CINTIL DependencyBank PREMIUM is a corpus of Portuguese utterances manually annotated with the representation of grammatical dependency relations and the information of part-of-speech, inflection and lemmas. It is being developed and maintained at the University of Lisbon. The current version is composed by 7,600 sentences (204,526 tokens) taken from portuguese newspaper articles.

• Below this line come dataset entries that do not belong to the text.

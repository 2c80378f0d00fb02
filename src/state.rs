//! Application state
//!
//! Holds the server configuration and shared components

use std::sync::Arc;

use crate::mjpeg_hub::MjpegHub;

/// Application configuration
#[derive(Debug, Clone)]
pub struct AppConfig {
    /// Camera device path
    pub device: String,
    /// Requested capture width (0 = leave to the device)
    pub width: u32,
    /// Requested capture height (0 = leave to the device)
    pub height: u32,
    /// Requested frame rate (0 = leave to the device)
    pub fps: u32,
    /// Server host
    pub host: String,
    /// Server port
    pub port: u16,
}

impl Default for AppConfig {
    fn default() -> Self {
        Self {
            device: std::env::var("CAMERA_DEVICE")
                .unwrap_or_else(|_| "/dev/video0".to_string()),
            width: std::env::var("CAMERA_WIDTH")
                .ok()
                .and_then(|v| v.parse().ok())
                .unwrap_or(640),
            height: std::env::var("CAMERA_HEIGHT")
                .ok()
                .and_then(|v| v.parse().ok())
                .unwrap_or(480),
            fps: std::env::var("CAMERA_FPS")
                .ok()
                .and_then(|v| v.parse().ok())
                .unwrap_or(30),
            host: std::env::var("HOST").unwrap_or_else(|_| "0.0.0.0".to_string()),
            port: std::env::var("PORT")
                .ok()
                .and_then(|p| p.parse().ok())
                .unwrap_or(5000),
        }
    }
}

/// Application state shared across handlers
#[derive(Clone)]
pub struct AppState {
    /// Application config
    pub config: AppConfig,
    /// MJPEG distribution hub (capture worker publishes, viewers subscribe)
    pub hub: Arc<MjpegHub>,
}
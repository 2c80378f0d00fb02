//! Camserver Library
//!
//! MJPEG streaming server for local V4L2 cameras.
//!
//! ## Architecture
//!
//! 1. capture - device probe, backend fallback chain, frame extraction
//! 2. mjpeg_hub - single-reader capture worker, per-viewer fan-out
//! 3. camera_control - v4l2-ctl side channel for exposure/gain/brightness
//! 4. web_api - HTTP endpoints (stream, health, controls)
//!
//! ## Design Principles
//!
//! - One physical device read per frame, broadcast to every viewer
//! - Backend selection is a pure fold over an ordered constructor list
//! - Acquisition failures degrade to the next backend or a retry; they
//!   never crash the stream

pub mod camera_control;
pub mod capture;
pub mod error;
pub mod mjpeg_hub;
pub mod models;
pub mod state;
pub mod web_api;

pub use error::{Error, Result};
pub use state::AppState;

The approach we follow is to build on top of an existing resource by adding a new annotation layer. We take the existing CINTIL corpus (Barreto et al., 2006), a 1 million token corpus already annotated with manually verified information on part-of-speech, morphology and named entities, and add syntactic function tags by automatically analysing it with a state-of-the-art dependency parser (LX-DepParser1). This tentative automatic annotation is then manually corrected.The manual correction is done by two annotators under a double-blind scheme, that is followed by adjudication by a third annotator. This process is supported by a general purpose annotation tool, WebAnno (https://code.google.com/p/webanno/).
The main motivation behind the creation of this resource was to create a corpus with a large variety of annotated phenomena that can be used for training statistical dependency parsers that are to be used in applications that deal with unrestricted text. Besides that, it enables linguistic studies that need to search the corpus for specific dependency structures.
This work was partly funded by the Portuguese Foundation for Science and Technology through the Portuguese project DP4LT (PTDC/EEI-SII/1940/2012) and by the European Commision through project QTLeap (EC/FP7/610516).